Work to be completed
Some lines in the material below hold the word "PlotView". Copy all of them.
BEGIN
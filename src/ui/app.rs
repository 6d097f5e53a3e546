use eframe::egui::{
    Align, CentralPanel, ComboBox, Context, Layout, RichText, TopBottomPanel, Visuals,
};
use eframe::{Frame, Storage};
use serde::{Deserialize, Serialize};
use strum::IntoEnumIterator;

use crate::Cli;

use crate::config::{DF, PLOT_CONFIG};
use crate::domain::{Timeframe, Trend};
use crate::engine::ForecastEngine;
use crate::models::Series;
use crate::ui::{PlotView, UI_CONFIG, UI_TEXT, UiStyleExt};

/// What the user picked. This is the only state that persists between sessions.
#[derive(Debug, Clone, Copy, PartialEq, Eq, Serialize, Deserialize, Default)]
#[serde(default)]
pub struct ViewSelection {
    pub timeframe: Timeframe,
    pub trend: Trend,
}

pub struct ForecastApp {
    selection: ViewSelection,
    engine: ForecastEngine,
    series: Series,
    /// Bumped on every regeneration so the plot cache knows when to rebuild.
    generation: u64,
    plot_view: PlotView,
}

impl ForecastApp {
    pub fn new(cc: &eframe::CreationContext<'_>, args: Cli) -> Self {
        let restored: Option<ViewSelection> = cc
            .storage
            .and_then(|storage| eframe::get_value(storage, eframe::APP_KEY));
        let selection = Self::resolve_selection(restored, &args);

        let engine = match args.seed {
            Some(seed) => ForecastEngine::seeded(seed),
            None => ForecastEngine::new(),
        };

        Self::with_engine(engine, selection)
    }

    /// Command-line choices win over the persisted selection.
    pub fn resolve_selection(restored: Option<ViewSelection>, args: &Cli) -> ViewSelection {
        let mut selection = restored.unwrap_or_default();
        if let Some(timeframe) = args.timeframe {
            selection.timeframe = timeframe;
        }
        if let Some(trend) = args.trend {
            selection.trend = trend;
        }
        selection
    }

    pub fn with_engine(engine: ForecastEngine, selection: ViewSelection) -> Self {
        let mut app = Self {
            selection,
            engine,
            series: Series::default(),
            generation: 0,
            plot_view: PlotView::default(),
        };
        app.regenerate();
        app
    }

    pub fn selection(&self) -> ViewSelection {
        self.selection
    }

    pub fn series(&self) -> &Series {
        &self.series
    }

    pub fn generation(&self) -> u64 {
        self.generation
    }

    pub fn regenerate(&mut self) {
        self.series = self
            .engine
            .generate(self.selection.trend, self.selection.timeframe);
        self.generation += 1;
    }

    /// Regenerates only when the selection actually changed.
    pub fn apply_selection(&mut self, next: ViewSelection) -> bool {
        if next == self.selection {
            return false;
        }
        if DF.log_selection {
            log::info!("Selection {:?} -> {:?}", self.selection, next);
        }
        self.selection = next;
        self.regenerate();
        true
    }

    fn render_header(&mut self, ctx: &Context) {
        let mut next = self.selection;
        TopBottomPanel::top("forecast_header")
            .frame(UI_CONFIG.top_panel_frame())
            .show(ctx, |ui| {
                ui.horizontal(|ui| {
                    ui.vertical(|ui| {
                        ui.heading_primary(&UI_TEXT.card_title);
                        ui.label_subdued(&UI_TEXT.card_description);
                    });
                    ui.with_layout(Layout::right_to_left(Align::Center), |ui| {
                        // right_to_left: iterate backwards so tabs read Week, Month, Quarter
                        for tf in Timeframe::iter().rev() {
                            ui.selectable_value(&mut next.timeframe, tf, tf.to_string());
                        }
                        ui.separator();
                        ComboBox::from_id_salt("trend_selector")
                            .selected_text(next.trend.to_string())
                            .show_ui(ui, |ui| {
                                for trend in Trend::iter() {
                                    ui.selectable_value(&mut next.trend, trend, trend.to_string());
                                }
                            });
                        ui.label(RichText::new(&UI_TEXT.label_trend).color(UI_CONFIG.colors.label));
                    });
                });
            });
        self.apply_selection(next);
    }

    fn render_legend(&mut self, ctx: &Context) {
        let mut regenerate = false;
        TopBottomPanel::bottom("forecast_legend")
            .frame(UI_CONFIG.bottom_panel_frame())
            .show(ctx, |ui| {
                ui.horizontal(|ui| {
                    ui.legend_entry(PLOT_CONFIG.history_color, &UI_TEXT.legend_history);
                    ui.add_space(16.0);
                    ui.legend_entry(PLOT_CONFIG.forecast_color, &UI_TEXT.legend_forecast);
                    ui.with_layout(Layout::right_to_left(Align::Center), |ui| {
                        regenerate = ui.button(UI_TEXT.button_regenerate.as_str()).clicked();
                    });
                });
            });
        if regenerate {
            self.regenerate();
        }
    }
}

impl eframe::App for ForecastApp {
    fn update(&mut self, ctx: &Context, _frame: &mut Frame) {
        setup_custom_visuals(ctx);

        self.render_header(ctx);
        self.render_legend(ctx);

        CentralPanel::default()
            .frame(UI_CONFIG.central_panel_frame())
            .show(ctx, |ui| {
                self.plot_view.show(ui, &self.series, self.generation);
            });
    }

    fn save(&mut self, storage: &mut dyn Storage) {
        #[cfg(debug_assertions)]
        if DF.log_selection {
            log::info!("💾 SAVE [App]: ViewSelection = {:?}", self.selection);
        }
        eframe::set_value(storage, eframe::APP_KEY, &self.selection);
    }
}

fn setup_custom_visuals(ctx: &Context) {
    let mut visuals = Visuals::dark();
    visuals.window_fill = UI_CONFIG.colors.central_panel;
    visuals.panel_fill = UI_CONFIG.colors.side_panel;
    visuals.widgets.noninteractive.fg_stroke.color = UI_CONFIG.colors.label;
    visuals.widgets.inactive.fg_stroke.color = UI_CONFIG.colors.label;
    visuals.widgets.hovered.fg_stroke.color = UI_CONFIG.colors.heading;
    visuals.widgets.active.fg_stroke.color = UI_CONFIG.colors.heading;
    ctx.set_visuals(visuals);
    ctx.style_mut(|s| s.interaction.selectable_labels = false);
}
END
Reply
use crate::ui::{PlotView, UI_CONFIG, UI_TEXT, UiStyleExt};
    plot_view: PlotView,
            plot_view: PlotView::default(),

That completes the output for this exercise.